(Records from a data source)
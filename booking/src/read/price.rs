//! [`PriceBreakdown`] definition.

use common::{Money, Percent};

use crate::domain::{catalog::Multiplier, draft::PaymentMode, Draft};

/// Breakdown of a booking price for displaying.
#[derive(Clone, Debug, Eq, PartialEq)]
pub struct PriceBreakdown {
    /// Price of the chosen size or hours before the service [`Multiplier`],
    /// shown struck through for premium services.
    pub list_price: Money,

    /// Price of the chosen size or hours for the chosen service.
    pub base_price: Money,

    /// Price of the chosen add-ons for a single visit.
    pub add_ons: Money,

    /// Price of a single visit.
    pub per_visit: Money,

    /// Number of visits.
    pub visits: usize,

    /// Price of every visit together.
    pub total: Money,

    /// [`Multiplier`] of the chosen service.
    pub multiplier: Multiplier,

    /// Rate badge of a premium service (`2x rate`).
    pub badge: Option<String>,

    /// Hourly rate of the chosen service.
    pub hourly_rate: Money,

    /// [`PaymentMode`] the booking is paid with.
    pub payment_mode: PaymentMode,

    /// Advertised discount for paying upfront.
    pub discount: Percent,

    /// Amount saved by paying upfront.
    pub saving: Money,
}

impl PriceBreakdown {
    /// Computes the [`PriceBreakdown`] of the provided [`Draft`], advertising
    /// the provided `discount` for paying upfront.
    #[must_use]
    pub fn new(draft: &Draft, discount: Percent) -> Self {
        let multiplier = draft.multiplier();
        let total = draft.total_price();
        Self {
            list_price: draft.list_price(),
            base_price: draft.base_price(),
            add_ons: draft.add_ons_total(),
            per_visit: draft.per_visit_price(),
            visits: draft.visit_count(),
            total,
            multiplier,
            badge: multiplier.badge(),
            hourly_rate: multiplier.apply(draft.catalog().hourly_rate()),
            payment_mode: draft.payment_mode(),
            discount,
            saving: total.percent(discount).round(),
        }
    }

    /// Indicates whether the price differs from the list one.
    #[must_use]
    pub fn is_premium(&self) -> bool {
        self.multiplier.is_premium()
    }

    /// Returns the total with the upfront payment discount taken off.
    #[must_use]
    pub fn discounted_total(&self) -> Money {
        self.total - self.saving
    }

    /// Returns the amount a customer is expected to pay with the chosen
    /// [`PaymentMode`].
    #[must_use]
    pub fn due(&self) -> Money {
        match self.payment_mode {
            PaymentMode::PayNow => self.discounted_total(),
            PaymentMode::PayLater => self.total,
        }
    }
}
//! [`Schedule`] of multiple visits.

use std::collections::BTreeSet;

use time::Date;
use tracing as log;

use super::calendar::{self, CalendarMonth, Weekdays};

/// Multi-date selection of a recurring or manually picked cleaning.
///
/// Selected dates are composed of three sets:
/// - dates produced by the weekday rule in every month shown so far;
/// - dates picked manually, surviving any rule change or month navigation;
/// - dates deselected manually, always subtracted from the rule's output, so
///   a deselection sticks until the same date is picked again.
#[derive(Clone, Debug, Eq, PartialEq)]
pub struct Schedule {
    /// [`Weekdays`] rule populating the shown months.
    rule: Weekdays,

    /// [`CalendarMonth`] currently shown.
    month: CalendarMonth,

    /// Every [`CalendarMonth`] shown so far.
    shown: BTreeSet<CalendarMonth>,

    /// Dates produced by the `rule`.
    expanded: BTreeSet<Date>,

    /// Dates picked manually.
    picked: BTreeSet<Date>,

    /// Dates of the `rule` deselected manually.
    excluded: BTreeSet<Date>,
}

impl Schedule {
    /// Creates a new empty [`Schedule`] showing the provided `month`.
    #[must_use]
    pub fn new(month: CalendarMonth) -> Self {
        Self {
            rule: Weekdays::NONE,
            month,
            shown: BTreeSet::from([month]),
            expanded: BTreeSet::new(),
            picked: BTreeSet::new(),
            excluded: BTreeSet::new(),
        }
    }

    /// Returns the currently shown [`CalendarMonth`].
    #[must_use]
    pub fn month(&self) -> CalendarMonth {
        self.month
    }

    /// Iterates over the selected dates in ascending order.
    pub fn dates(&self) -> impl Iterator<Item = Date> + '_ {
        let mut ruled =
            self.expanded.difference(&self.excluded).copied().peekable();
        let mut picked = self.picked.iter().copied().peekable();
        std::iter::from_fn(move || match (ruled.peek().copied(), picked.peek().copied()) {
            (Some(r), Some(p)) if r == p => {
                _ = picked.next();
                ruled.next()
            }
            (Some(r), Some(p)) if r < p => ruled.next(),
            (Some(_) | None, Some(_)) => picked.next(),
            (Some(_), None) => ruled.next(),
            (None, None) => None,
        })
    }

    /// Returns the number of selected dates.
    #[must_use]
    pub fn len(&self) -> usize {
        self.dates().count()
    }

    /// Indicates whether no date is selected.
    #[must_use]
    pub fn is_empty(&self) -> bool {
        self.dates().next().is_none()
    }

    /// Indicates whether the provided `date` is selected.
    #[must_use]
    pub fn contains(&self, date: Date) -> bool {
        self.picked.contains(&date)
            || (self.expanded.contains(&date) && !self.excluded.contains(&date))
    }

    /// Replaces the [`Weekdays`] rule, recomputing its dates in every month
    /// shown so far, not earlier than `min`.
    ///
    /// Manual picks and deselections are kept as is.
    pub fn set_rule(&mut self, rule: Weekdays, min: Date) {
        self.rule = rule;
        self.expanded.clear();
        for month in self.shown.clone() {
            self.expand(month, min);
        }
    }

    /// Shows the provided `month`, merging the rule's dates of it into the
    /// selection.
    ///
    /// Showing an already shown month changes nothing.
    pub fn show(&mut self, month: CalendarMonth, min: Date) {
        self.month = month;
        if self.shown.insert(month) {
            self.expand(month, min);
        }
    }

    /// Toggles the provided `date` in the selection.
    ///
    /// Dates earlier than `min` are not selectable and are ignored, in which
    /// case `false` is returned.
    pub fn toggle(&mut self, date: Date, min: Date) -> bool {
        if date < min {
            log::debug!("ignoring toggle of past date {date}");
            return false;
        }

        if self.contains(date) {
            _ = self.picked.remove(&date);
            if self.expanded.contains(&date) {
                _ = self.excluded.insert(date);
            }
        } else {
            _ = self.excluded.remove(&date);
            if !self.expanded.contains(&date) {
                _ = self.picked.insert(date);
            }
        }
        true
    }

    /// Clears every selected date along with the [`Weekdays`] rule and the
    /// months shown before the current one.
    pub fn clear(&mut self) {
        self.rule = Weekdays::NONE;
        self.shown = BTreeSet::from([self.month]);
        self.expanded.clear();
        self.picked.clear();
        self.excluded.clear();
    }

    /// Merges the rule's dates of the provided `month` into the selection.
    fn expand(&mut self, month: CalendarMonth, min: Date) {
        self.expanded
            .extend(calendar::expand(self.rule, month.window(), min));
    }
}

#[cfg(test)]
mod spec {
    use time::{Date, Month, Weekday};

    use crate::domain::calendar::{CalendarMonth, Weekdays};

    use super::Schedule;

    fn nov(day: u8) -> Date {
        Date::from_calendar_date(2026, Month::November, day).unwrap()
    }

    fn dec(day: u8) -> Date {
        Date::from_calendar_date(2026, Month::December, day).unwrap()
    }

    fn november() -> CalendarMonth {
        CalendarMonth::new(2026, Month::November).unwrap()
    }

    fn mwf() -> Weekdays {
        Weekdays::of([Weekday::Monday, Weekday::Wednesday, Weekday::Friday])
    }

    fn days(schedule: &Schedule) -> Vec<u8> {
        schedule.dates().map(|d| d.day()).collect()
    }

    #[test]
    fn rule_populates_shown_month() {
        let mut schedule = Schedule::new(november());

        schedule.set_rule(mwf(), nov(1));

        assert_eq!(schedule.len(), 13);
        assert_eq!(days(&schedule)[..3], [2, 4, 6]);
    }

    #[test]
    fn rule_respects_min_date() {
        let mut schedule = Schedule::new(november());

        schedule.set_rule(mwf(), nov(20));

        assert_eq!(days(&schedule), [20, 23, 25, 27, 30]);
    }

    #[test]
    fn empty_rule_selects_nothing() {
        let mut schedule = Schedule::new(november());

        schedule.set_rule(Weekdays::NONE, nov(1));

        assert!(schedule.is_empty());
    }

    #[test]
    fn month_navigation_merges_and_keeps_other_months() {
        let mut schedule = Schedule::new(november());
        schedule.set_rule(mwf(), nov(1));
        assert!(schedule.toggle(dec(25), nov(1)));

        let december = november().next().unwrap();
        schedule.show(december, nov(1));

        assert_eq!(schedule.month(), december);
        assert!(schedule.contains(nov(2)));
        assert!(schedule.contains(dec(2)));
        assert!(schedule.contains(dec(25)));
        // 13 dates in both months, with the picked Friday produced by the rule
        // as well.
        assert_eq!(schedule.len(), 26);
    }

    #[test]
    fn showing_same_month_again_is_idempotent() {
        let mut schedule = Schedule::new(november());
        schedule.set_rule(mwf(), nov(1));
        let _ = schedule.toggle(nov(4), nov(1));
        let before = schedule.clone();

        schedule.show(november(), nov(1));
        schedule.show(november(), nov(1));

        assert_eq!(schedule.dates().collect::<Vec<_>>(), before.dates().collect::<Vec<_>>());
        assert!(!schedule.contains(nov(4)));
    }

    #[test]
    fn deselection_sticks_across_rule_changes_and_navigation() {
        let mut schedule = Schedule::new(november());
        schedule.set_rule(mwf(), nov(1));

        assert!(schedule.toggle(nov(4), nov(1)));
        assert!(!schedule.contains(nov(4)));

        schedule.set_rule(Weekdays::ALL, nov(1));
        assert!(!schedule.contains(nov(4)));
        assert_eq!(schedule.len(), 29);

        schedule.show(november().next().unwrap(), nov(1));
        schedule.show(november(), nov(1));
        assert!(!schedule.contains(nov(4)));

        assert!(schedule.toggle(nov(4), nov(1)));
        assert!(schedule.contains(nov(4)));
    }

    #[test]
    fn manual_picks_survive_rule_changes() {
        let mut schedule = Schedule::new(november());
        schedule.set_rule(mwf(), nov(1));
        assert!(schedule.toggle(nov(3), nov(1)));

        schedule.set_rule(Weekdays::NONE, nov(1));

        assert_eq!(days(&schedule), [3]);
    }

    #[test]
    fn past_dates_are_ignored() {
        let mut schedule = Schedule::new(november());

        assert!(!schedule.toggle(nov(5), nov(10)));
        assert!(schedule.is_empty());
    }

    #[test]
    fn dates_are_sorted_and_unique() {
        let mut schedule = Schedule::new(november());
        let _ = schedule.toggle(nov(30), nov(1));
        let _ = schedule.toggle(nov(3), nov(1));
        schedule.set_rule(mwf(), nov(1));
        let _ = schedule.toggle(nov(9), nov(1));
        let _ = schedule.toggle(nov(9), nov(1));

        let dates = schedule.dates().collect::<Vec<_>>();

        assert!(dates.windows(2).all(|w| w[0] < w[1]));
        assert_eq!(dates.len(), schedule.len());
        assert_eq!(dates.len(), 14);
    }

    #[test]
    fn clear_drops_everything() {
        let mut schedule = Schedule::new(november());
        schedule.set_rule(mwf(), nov(1));
        let _ = schedule.toggle(nov(3), nov(1));
        let _ = schedule.toggle(nov(4), nov(1));

        schedule.clear();

        assert!(schedule.is_empty());

        schedule.show(november().next().unwrap(), nov(1));
        assert!(schedule.is_empty());
    }

    #[test]
    fn rule_after_clear_fills_current_month_only() {
        let mut schedule = Schedule::new(november());
        schedule.show(november().next().unwrap(), nov(1));

        schedule.clear();
        schedule.set_rule(mwf(), nov(1));

        assert_eq!(schedule.len(), 13);
        assert!(schedule.dates().all(|d| d.month() == Month::December));
        assert_eq!(schedule.dates().next(), Some(dec(2)));
    }
}
//! [`Query`] definition.

pub mod add_ons;
pub mod default_address;
pub mod service_offers;

use common::operations::{All, Select};
use tracerr::Traced;

use crate::{
    infra::{api, Api},
    Service,
};

/// [`Query`] of the [`Service`].
pub use common::Handler as Query;

pub use self::{
    add_ons::AddOns, default_address::DefaultAddress,
    service_offers::ServiceOffers,
};

/// [`Query`] [`Select`]ing a `T`ype from an [`Api`].
#[derive(Clone, Copy, Debug, Default)]
#[expect(clippy::module_name_repetitions, reason = "more readable")]
pub struct ApiQuery<T>(T);

impl<T> ApiQuery<All<T>> {
    /// Creates a new [`ApiQuery`] selecting every available `T`.
    #[must_use]
    pub const fn all() -> Self {
        Self(All::new())
    }
}

impl<A, T> Query<ApiQuery<All<T>>> for Service<A>
where
    A: Api<Select<All<T>>, Ok = Vec<T>, Err = Traced<api::Error>>,
{
    type Ok = Vec<T>;
    type Err = Traced<api::Error>;

    async fn execute(
        &self,
        ApiQuery(all): ApiQuery<All<T>>,
    ) -> Result<Self::Ok, Self::Err> {
        self.api().execute(Select(all)).await.map_err(tracerr::wrap!())
    }
}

## Work task
Each line of the data above containing the string "earlier" is to be copied.

## Solution for this exercise
    /// shown so far, not earlier than `min`.
    /// Dates earlier than `min` are not selectable and are ignored, in which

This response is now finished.